Literature DB >> 24094449

Clinical and therapeutic implications of Sprouty2 feedback dysregulation in BRAF V600E-mutation-positive papillary thyroid cancer.

Linda A Dultz1, Shumon Dhar, Jennifer B Ogilvie, Keith S Heller, Dafna Bar-Sagi, Kepal N Patel.   

Abstract

BACKGROUND: The BRAF V600E (BRAF+) mutation activates the mitogen-activated protein kinase (MAPK/ERK) pathway and may confer an aggressive phenotype in papillary thyroid cancer (PTC). Clinically, the behavior of BRAF+ PTC, however, varies from an indolent to an aggressive course. SPRY2 is a negative feedback regulator of the MAPK/ERK pathway.

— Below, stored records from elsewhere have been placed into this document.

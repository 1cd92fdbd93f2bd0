//! Slave-scoped view of a shared [`HalfDuplexBus`]

use core::cell::{RefCell, RefMut};

use embedded_hal::spi::{ErrorType, Operation};

use crate::{
    bus::HalfDuplexBus,
    error::Error,
    peripheral::HalfDuplexPeripheral,
    pin::DigitalPin,
    select::{ChipSelectBinding, SlaveNumber},
    timer::CycleCounter,
    transaction::Transaction,
};

/// One sensor on a shared 3-wire bus
///
/// Several `SensorBus` values can point at the same bus, one per chip-select.
/// Every call re-binds this sensor's chip-select before touching the lines,
/// so calls from different adapters may be freely interleaved. A call made
/// while another one is still running on the same bus (e.g. from an
/// interrupt handler) fails with [`Error::ConcurrentAccessViolation`] instead
/// of corrupting the transaction in flight.
pub struct SensorBus<'a, SPI, SCK, DATA, CS, T> {
    bus: &'a RefCell<HalfDuplexBus<SPI, SCK, DATA, CS, T>>,
    owned: SlaveNumber,
    slave: SlaveNumber,
}

impl<'a, SPI, SCK, DATA, CS, T, E> SensorBus<'a, SPI, SCK, DATA, CS, T>
where
    SPI: HalfDuplexPeripheral,
    SCK: DigitalPin<Error = E>,
    DATA: DigitalPin<Error = E>,
    CS: DigitalPin<Error = E>,
    T: CycleCounter,
{
    /// Register `binding` on `bus` and address that slave
    ///
    /// # Errors
    ///
    /// Returns an error if the bus is busy or the chip-select cannot be configured
    pub fn new(
        bus: &'a RefCell<HalfDuplexBus<SPI, SCK, DATA, CS, T>>,
        binding: ChipSelectBinding<CS>,
    ) -> Result<Self, Error<E>> {
        let slave = binding.slave;
        Self::lock(bus)?.attach_select(binding)?;
        Ok(Self {
            bus,
            owned: slave,
            slave,
        })
    }

    /// Bring the shared bus up and bind this sensor's chip-select
    ///
    /// # Errors
    ///
    /// Returns an error if the bus is busy or fails to start
    pub fn initialize(&mut self) -> Result<(), Error<E>> {
        let mut bus = Self::lock(self.bus)?;
        bus.initialize()?;
        bus.bind_select(self.slave)
    }

    /// Address another slave on the same bus
    ///
    /// # Errors
    ///
    /// Returns [`Error::InvalidSlaveSelection`] if no chip-select is attached
    /// for `slave`
    pub fn select_slave(&mut self, slave: SlaveNumber) -> Result<(), Error<E>> {
        Self::lock(self.bus)?.bind_select(slave)?;
        self.slave = slave;
        Ok(())
    }

    /// Slave addressed by this adapter
    pub fn slave(&self) -> SlaveNumber {
        self.slave
    }

    /// Send a command (and optional data word) and read `response.len()` words
    ///
    /// # Errors
    ///
    /// Returns an error if the bus is busy, not initialized, or the transfer fails
    pub fn send_receive(
        &mut self,
        command: u16,
        data: Option<u16>,
        response: &mut [u16],
    ) -> Result<(), Error<E>> {
        self.exchange(&Transaction::new(command, data), response)
    }

    /// Make the addressed sensor snapshot its update registers
    ///
    /// Call before reading a register set that has to be consistent.
    ///
    /// # Errors
    ///
    /// Returns an error if the bus is busy, not initialized, or a line cannot be driven
    pub fn trigger_update(&mut self) -> Result<(), Error<E>> {
        let mut bus = Self::lock(self.bus)?;
        bus.bind_select(self.slave)?;
        bus.trigger_update()
    }

    /// Detach this sensor's chip-select from the bus and hand it back
    ///
    /// # Errors
    ///
    /// Returns an error if the bus is busy or the pin cannot be released; the
    /// pin then stays attached and comes back with [`HalfDuplexBus::release`]
    pub fn deinitialize(self) -> Result<CS, Error<E>> {
        Self::lock(self.bus)?.detach_select(self.owned)
    }

    fn exchange(&mut self, transaction: &Transaction, response: &mut [u16]) -> Result<(), Error<E>> {
        let mut bus = Self::lock(self.bus)?;
        bus.bind_select(self.slave)?;
        bus.transact(transaction.words(), response)
    }

    fn run(&mut self, operations: &mut [Operation<'_, u16>]) -> Result<(), Error<E>> {
        match operations {
            [Operation::Write(words)] => {
                let transaction = Transaction::from_words(words).ok_or(Error::InvalidTransaction)?;
                self.exchange(&transaction, &mut [])
            }
            [Operation::Write(words), Operation::Read(response)] => {
                let transaction = Transaction::from_words(words).ok_or(Error::InvalidTransaction)?;
                self.exchange(&transaction, response)
            }
            _ => Err(Error::InvalidTransaction),
        }
    }

    fn lock(
        bus: &'a RefCell<HalfDuplexBus<SPI, SCK, DATA, CS, T>>,
    ) -> Result<RefMut<'a, HalfDuplexBus<SPI, SCK, DATA, CS, T>>, Error<E>> {
        bus.try_borrow_mut().map_err(|_| {
            #[cfg(feature = "defmt")]
            defmt::warn!("3-wire bus accessed while a transaction is in flight");
            Error::ConcurrentAccessViolation
        })
    }
}

impl<SPI, SCK, DATA, CS, T, E> ErrorType for SensorBus<'_, SPI, SCK, DATA, CS, T>
where
    SPI: HalfDuplexPeripheral,
    SCK: DigitalPin<Error = E>,
    DATA: DigitalPin<Error = E>,
    CS: DigitalPin<Error = E>,
    T: CycleCounter,
    E: core::fmt::Debug,
{
    type Error = Error<E>;
}

/// Supports `[Write]` and `[Write, Read]` with a 1 or 2 word write
impl<SPI, SCK, DATA, CS, T, E> embedded_hal::spi::SpiDevice<u16>
    for SensorBus<'_, SPI, SCK, DATA, CS, T>
where
    SPI: HalfDuplexPeripheral,
    SCK: DigitalPin<Error = E>,
    DATA: DigitalPin<Error = E>,
    CS: DigitalPin<Error = E>,
    T: CycleCounter,
    E: core::fmt::Debug,
{
    fn transaction(&mut self, operations: &mut [Operation<'_, u16>]) -> Result<(), Self::Error> {
        self.run(operations)
    }
}

/// Runs the blocking transaction to completion; there is no await point
impl<SPI, SCK, DATA, CS, T, E> embedded_hal_async::spi::SpiDevice<u16>
    for SensorBus<'_, SPI, SCK, DATA, CS, T>
where
    SPI: HalfDuplexPeripheral,
    SCK: DigitalPin<Error = E>,
    DATA: DigitalPin<Error = E>,
    CS: DigitalPin<Error = E>,
    T: CycleCounter,
    E: core::fmt::Debug,
{
    async fn transaction(&mut self, operations: &mut [Operation<'_, u16>]) -> Result<(), Self::Error> {
        self.run(operations)
    }
}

We hypothesize that the level of SPRY2 expression contributes to MAPK/ERK pathway output and accounts for BRAF+ and clinical heterogeneity.
METHODS: A tissue microarray with BRAF-positive PTCs (BRAF+ PTCs) was constructed and analyzed for SPRY2 expression and MAPK/ERK output. Data were studied in the context of clinicopathologic factors to develop a risk stratification system predictive of tumor biology. SPRY2 function was studied by silencing SPRY2 in BRAF+ PTC cells. These cells were treated with MAPK/ERK pathway inhibitors and assessed for growth effects.
RESULTS: BRAF+ PTCs with an intact MAPK/ERK feedback pathway do not exhibit lymph node metastases. BRAF+ PTCs with dysregulated feedback pathways have nodal metastasis. When SPRY2 is silenced, the BRAF+ PTC cells are significantly more sensitive to MAPK/ERK inhibition.
CONCLUSION: PTC behavior likely is dependent on both the driver of the MAPK/ERK pathway and its regulatory feedback. When the feedback pathway is intact, the tumor phenotype seems to be less aggressive. This observation has direct and important clinical implications and may alter our treatment strategies.
Copyright © 2013 Mosby, Inc. All rights reserved.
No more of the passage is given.